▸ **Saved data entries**
══════════

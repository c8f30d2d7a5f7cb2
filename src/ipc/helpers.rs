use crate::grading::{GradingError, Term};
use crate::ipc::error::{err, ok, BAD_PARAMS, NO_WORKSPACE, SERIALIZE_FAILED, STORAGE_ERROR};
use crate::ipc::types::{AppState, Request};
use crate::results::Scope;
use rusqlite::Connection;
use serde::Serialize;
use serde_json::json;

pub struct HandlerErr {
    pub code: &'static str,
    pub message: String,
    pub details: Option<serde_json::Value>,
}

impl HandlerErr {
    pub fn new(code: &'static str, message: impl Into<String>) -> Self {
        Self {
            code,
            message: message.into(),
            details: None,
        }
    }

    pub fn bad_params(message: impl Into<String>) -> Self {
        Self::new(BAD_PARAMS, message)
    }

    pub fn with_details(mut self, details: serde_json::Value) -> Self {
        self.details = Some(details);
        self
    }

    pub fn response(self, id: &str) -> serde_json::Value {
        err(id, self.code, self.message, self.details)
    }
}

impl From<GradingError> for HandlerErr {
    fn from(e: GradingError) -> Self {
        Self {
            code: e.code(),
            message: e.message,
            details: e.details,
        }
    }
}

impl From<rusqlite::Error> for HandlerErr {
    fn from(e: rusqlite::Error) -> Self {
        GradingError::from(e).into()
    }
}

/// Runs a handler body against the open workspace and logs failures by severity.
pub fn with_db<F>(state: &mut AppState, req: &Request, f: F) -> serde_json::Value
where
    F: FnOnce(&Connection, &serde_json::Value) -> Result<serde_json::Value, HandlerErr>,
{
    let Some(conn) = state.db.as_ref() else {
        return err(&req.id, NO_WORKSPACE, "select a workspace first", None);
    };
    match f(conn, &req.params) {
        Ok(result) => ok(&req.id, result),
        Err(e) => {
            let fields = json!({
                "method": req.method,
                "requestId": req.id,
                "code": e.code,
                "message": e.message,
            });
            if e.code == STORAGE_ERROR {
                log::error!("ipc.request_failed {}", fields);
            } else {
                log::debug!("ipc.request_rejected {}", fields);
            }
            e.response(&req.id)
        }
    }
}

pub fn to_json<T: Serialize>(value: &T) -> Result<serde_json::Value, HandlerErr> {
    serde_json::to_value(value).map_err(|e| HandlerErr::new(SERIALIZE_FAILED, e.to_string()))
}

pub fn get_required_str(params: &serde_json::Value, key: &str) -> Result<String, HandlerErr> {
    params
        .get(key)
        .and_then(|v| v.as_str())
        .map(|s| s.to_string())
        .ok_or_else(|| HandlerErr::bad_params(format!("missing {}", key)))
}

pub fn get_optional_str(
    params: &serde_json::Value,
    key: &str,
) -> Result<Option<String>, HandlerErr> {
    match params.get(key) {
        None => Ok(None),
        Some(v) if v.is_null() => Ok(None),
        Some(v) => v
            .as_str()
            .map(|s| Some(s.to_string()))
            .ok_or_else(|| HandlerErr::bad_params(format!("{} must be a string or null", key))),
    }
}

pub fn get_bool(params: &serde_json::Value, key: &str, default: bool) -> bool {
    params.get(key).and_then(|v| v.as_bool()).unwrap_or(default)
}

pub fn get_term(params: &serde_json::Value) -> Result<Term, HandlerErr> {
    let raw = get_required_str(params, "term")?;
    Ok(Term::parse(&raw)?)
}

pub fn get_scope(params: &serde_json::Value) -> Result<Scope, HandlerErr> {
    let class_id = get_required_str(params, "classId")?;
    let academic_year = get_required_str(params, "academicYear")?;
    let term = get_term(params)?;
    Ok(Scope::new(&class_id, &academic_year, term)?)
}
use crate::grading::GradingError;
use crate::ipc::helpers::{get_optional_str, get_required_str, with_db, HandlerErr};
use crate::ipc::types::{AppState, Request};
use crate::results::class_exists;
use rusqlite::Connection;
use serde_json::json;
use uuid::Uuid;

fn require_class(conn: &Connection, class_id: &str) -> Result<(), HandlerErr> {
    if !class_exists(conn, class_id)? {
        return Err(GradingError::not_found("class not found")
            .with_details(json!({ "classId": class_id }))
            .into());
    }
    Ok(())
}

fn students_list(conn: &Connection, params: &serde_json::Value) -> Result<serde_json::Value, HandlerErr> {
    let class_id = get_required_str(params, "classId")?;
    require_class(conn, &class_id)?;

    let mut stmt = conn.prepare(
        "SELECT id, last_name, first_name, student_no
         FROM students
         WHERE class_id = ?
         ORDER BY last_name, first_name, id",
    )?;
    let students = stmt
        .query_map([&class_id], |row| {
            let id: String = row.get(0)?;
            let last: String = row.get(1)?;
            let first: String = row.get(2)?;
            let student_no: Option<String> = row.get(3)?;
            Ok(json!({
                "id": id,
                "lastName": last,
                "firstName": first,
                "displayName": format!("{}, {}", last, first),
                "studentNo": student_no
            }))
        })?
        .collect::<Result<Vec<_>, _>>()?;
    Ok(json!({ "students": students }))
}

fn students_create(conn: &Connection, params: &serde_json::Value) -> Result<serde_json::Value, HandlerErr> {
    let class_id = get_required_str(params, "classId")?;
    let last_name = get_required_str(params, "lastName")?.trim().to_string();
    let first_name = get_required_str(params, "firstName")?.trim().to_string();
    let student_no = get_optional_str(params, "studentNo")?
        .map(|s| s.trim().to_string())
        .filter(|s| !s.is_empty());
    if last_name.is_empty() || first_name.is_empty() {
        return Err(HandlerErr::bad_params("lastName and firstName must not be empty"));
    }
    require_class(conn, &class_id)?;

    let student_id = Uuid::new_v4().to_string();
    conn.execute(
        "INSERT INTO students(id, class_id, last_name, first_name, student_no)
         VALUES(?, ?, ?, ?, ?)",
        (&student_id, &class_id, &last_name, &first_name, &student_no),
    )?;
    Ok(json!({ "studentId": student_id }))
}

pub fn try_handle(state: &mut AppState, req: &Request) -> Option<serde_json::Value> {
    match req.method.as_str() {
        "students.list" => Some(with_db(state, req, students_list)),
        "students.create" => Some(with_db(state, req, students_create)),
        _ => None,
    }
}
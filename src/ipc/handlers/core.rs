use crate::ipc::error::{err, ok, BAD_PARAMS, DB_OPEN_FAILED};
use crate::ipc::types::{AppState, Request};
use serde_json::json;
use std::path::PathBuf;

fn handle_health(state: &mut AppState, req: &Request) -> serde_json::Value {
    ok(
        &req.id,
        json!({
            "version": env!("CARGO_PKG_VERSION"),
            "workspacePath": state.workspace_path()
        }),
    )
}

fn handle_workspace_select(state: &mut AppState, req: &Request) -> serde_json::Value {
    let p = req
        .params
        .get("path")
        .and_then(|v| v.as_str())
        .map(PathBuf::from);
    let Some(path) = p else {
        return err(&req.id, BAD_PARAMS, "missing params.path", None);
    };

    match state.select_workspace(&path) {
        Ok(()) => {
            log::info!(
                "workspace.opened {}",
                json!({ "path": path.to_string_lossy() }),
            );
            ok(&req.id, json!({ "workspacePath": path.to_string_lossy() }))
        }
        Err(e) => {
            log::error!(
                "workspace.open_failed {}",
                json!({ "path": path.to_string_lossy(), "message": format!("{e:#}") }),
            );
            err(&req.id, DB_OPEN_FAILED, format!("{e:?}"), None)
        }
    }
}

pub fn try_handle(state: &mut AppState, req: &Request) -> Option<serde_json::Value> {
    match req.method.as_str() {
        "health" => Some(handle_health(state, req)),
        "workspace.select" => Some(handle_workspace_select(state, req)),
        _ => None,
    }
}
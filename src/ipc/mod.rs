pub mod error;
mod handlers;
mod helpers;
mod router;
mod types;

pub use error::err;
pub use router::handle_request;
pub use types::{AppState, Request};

══════════

▸ **Task statement**
Write out every record shown above, word for word.

▸ **Task solution**
repository c8f30d2d7a5f7cb2
filename src/ipc/helpers.rs
use crate::grading::{GradingError, Term};
use crate::ipc::error::{err, ok, BAD_PARAMS, NO_WORKSPACE, SERIALIZE_FAILED, STORAGE_ERROR};
use crate::ipc::types::{AppState, Request};
use crate::results::Scope;
use rusqlite::Connection;
use serde::Serialize;
use serde_json::json;

pub struct HandlerErr {
    pub code: &'static str,
    pub message: String,
    pub details: Option<serde_json::Value>,
}

impl HandlerErr {
    pub fn new(code: &'static str, message: impl Into<String>) -> Self {
        Self {
            code,
            message: message.into(),
            details: None,
        }
    }

    pub fn bad_params(message: impl Into<String>) -> Self {
        Self::new(BAD_PARAMS, message)
    }

    pub fn with_details(mut self, details: serde_json::Value) -> Self {
        self.details = Some(details);
        self
    }

    pub fn response(self, id: &str) -> serde_json::Value {
        err(id, self.code, self.message, self.details)
    }
}

impl From<GradingError> for HandlerErr {
    fn from(e: GradingError) -> Self {
        Self {
            code: e.code(),
            message: e.message,
            details: e.details,
        }
    }
}

impl From<rusqlite::Error> for HandlerErr {
    fn from(e: rusqlite::Error) -> Self {
        GradingError::from(e).into()
    }
}

/// Runs a handler body against the open workspace and logs failures by severity.
pub fn with_db<F>(state: &mut AppState, req: &Request, f: F) -> serde_json::Value
where
    F: FnOnce(&Connection, &serde_json::Value) -> Result<serde_json::Value, HandlerErr>,
{
    let Some(conn) = state.db.as_ref() else {
        return err(&req.id, NO_WORKSPACE, "select a workspace first", None);
    };
    match f(conn, &req.params) {
        Ok(result) => ok(&req.id, result),
        Err(e) => {
            let fields = json!({
                "method": req.method,
                "requestId": req.id,
                "code": e.code,
                "message": e.message,
            });
            if e.code == STORAGE_ERROR {
                log::error!("ipc.request_failed {}", fields);
            } else {
                log::debug!("ipc.request_rejected {}", fields);
            }
            e.response(&req.id)
        }
    }
}

pub fn to_json<T: Serialize>(value: &T) -> Result<serde_json::Value, HandlerErr> {
    serde_json::to_value(value).map_err(|e| HandlerErr::new(SERIALIZE_FAILED, e.to_string()))
}

pub fn get_required_str(params: &serde_json::Value, key: &str) -> Result<String, HandlerErr> {
    params
        .get(key)
        .and_then(|v| v.as_str())
        .map(|s| s.to_string())
        .ok_or_else(|| HandlerErr::bad_params(format!("missing {}", key)))
}

pub fn get_optional_str(
    params: &serde_json::Value,
    key: &str,
) -> Result<Option<String>, HandlerErr> {
    match params.get(key) {
        None => Ok(None),
        Some(v) if v.is_null() => Ok(None),
        Some(v) => v
            .as_str()
            .map(|s| Some(s.to_string()))
            .ok_or_else(|| HandlerErr::bad_params(format!("{} must be a string or null", key))),
    }
}

pub fn get_bool(params: &serde_json::Value, key: &str, default: bool) -> bool {
    params.get(key).and_then(|v| v.as_bool()).unwrap_or(default)
}

pub fn get_term(params: &serde_json::Value) -> Result<Term, HandlerErr> {
    let raw = get_required_str(params, "term")?;
    Ok(Term::parse(&raw)?)
}

pub fn get_scope(params: &serde_json::Value) -> Result<Scope, HandlerErr> {
    let class_id = get_required_str(params, "classId")?;
    let academic_year = get_required_str(params, "academicYear")?;
    let term = get_term(params)?;
    Ok(Scope::new(&class_id, &academic_year, term)?)
}
use crate::grading::GradingError;
use crate::ipc::helpers::{get_optional_str, get_required_str, with_db, HandlerErr};
use crate::ipc::types::{AppState, Request};
use crate::results::class_exists;
use rusqlite::Connection;
use serde_json::json;
use uuid::Uuid;

fn require_class(conn: &Connection, class_id: &str) -> Result<(), HandlerErr> {
    if !class_exists(conn, class_id)? {
        return Err(GradingError::not_found("class not found")
            .with_details(json!({ "classId": class_id }))
            .into());
    }
    Ok(())
}

fn students_list(conn: &Connection, params: &serde_json::Value) -> Result<serde_json::Value, HandlerErr> {
    let class_id = get_required_str(params, "classId")?;
    require_class(conn, &class_id)?;

    let mut stmt = conn.prepare(
        "SELECT id, last_name, first_name, student_no
         FROM students
         WHERE class_id = ?
         ORDER BY last_name, first_name, id",
    )?;
    let students = stmt
        .query_map([&class_id], |row| {
            let id: String = row.get(0)?;
            let last: String = row.get(1)?;
            let first: String = row.get(2)?;
            let student_no: Option<String> = row.get(3)?;
            Ok(json!({
                "id": id,
                "lastName": last,
                "firstName": first,
                "displayName": format!("{}, {}", last, first),
                "studentNo": student_no
            }))
        })?
        .collect::<Result<Vec<_>, _>>()?;
    Ok(json!({ "students": students }))
}

fn students_create(conn: &Connection, params: &serde_json::Value) -> Result<serde_json::Value, HandlerErr> {
    let class_id = get_required_str(params, "classId")?;
    let last_name = get_required_str(params, "lastName")?.trim().to_string();
    let first_name = get_required_str(params, "firstName")?.trim().to_string();
    let student_no = get_optional_str(params, "studentNo")?
        .map(|s| s.trim().to_string())
        .filter(|s| !s.is_empty());
    if last_name.is_empty() || first_name.is_empty() {
        return Err(HandlerErr::bad_params("lastName and firstName must not be empty"));
    }
    require_class(conn, &class_id)?;

    let student_id = Uuid::new_v4().to_string();
    conn.execute(
        "INSERT INTO students(id, class_id, last_name, first_name, student_no)
         VALUES(?, ?, ?, ?, ?)",
        (&student_id, &class_id, &last_name, &first_name, &student_no),
    )?;
    Ok(json!({ "studentId": student_id }))
}

pub fn try_handle(state: &mut AppState, req: &Request) -> Option<serde_json::Value> {
    match req.method.as_str() {
        "students.list" => Some(with_db(state, req, students_list)),
        "students.create" => Some(with_db(state, req, students_create)),
        _ => None,
    }
}
filename src/ipc/handlers/core.rs
use crate::ipc::error::{err, ok, BAD_PARAMS, DB_OPEN_FAILED};
use crate::ipc::types::{AppState, Request};
use serde_json::json;
use std::path::PathBuf;

fn handle_health(state: &mut AppState, req: &Request) -> serde_json::Value {
    ok(
        &req.id,
        json!({
            "version": env!("CARGO_PKG_VERSION"),
            "workspacePath": state.workspace_path()
        }),
    )
}

fn handle_workspace_select(state: &mut AppState, req: &Request) -> serde_json::Value {
    let p = req
        .params
        .get("path")
        .and_then(|v| v.as_str())
        .map(PathBuf::from);
    let Some(path) = p else {
        return err(&req.id, BAD_PARAMS, "missing params.path", None);
    };

    match state.select_workspace(&path) {
        Ok(()) => {
            log::info!(
                "workspace.opened {}",
                json!({ "path": path.to_string_lossy() }),
            );
            ok(&req.id, json!({ "workspacePath": path.to_string_lossy() }))
        }
        Err(e) => {
            log::error!(
                "workspace.open_failed {}",
                json!({ "path": path.to_string_lossy(), "message": format!("{e:#}") }),
            );
            err(&req.id, DB_OPEN_FAILED, format!("{e:?}"), None)
        }
    }
}

pub fn try_handle(state: &mut AppState, req: &Request) -> Option<serde_json::Value> {
    match req.method.as_str() {
        "health" => Some(handle_health(state, req)),
        "workspace.select" => Some(handle_workspace_select(state, req)),
        _ => None,
    }
}
filename src/ipc/mod.rs
pub mod error;
mod handlers;
mod helpers;
mod router;
mod types;

pub use error::err;
pub use router::handle_request;
pub use types::{AppState, Request};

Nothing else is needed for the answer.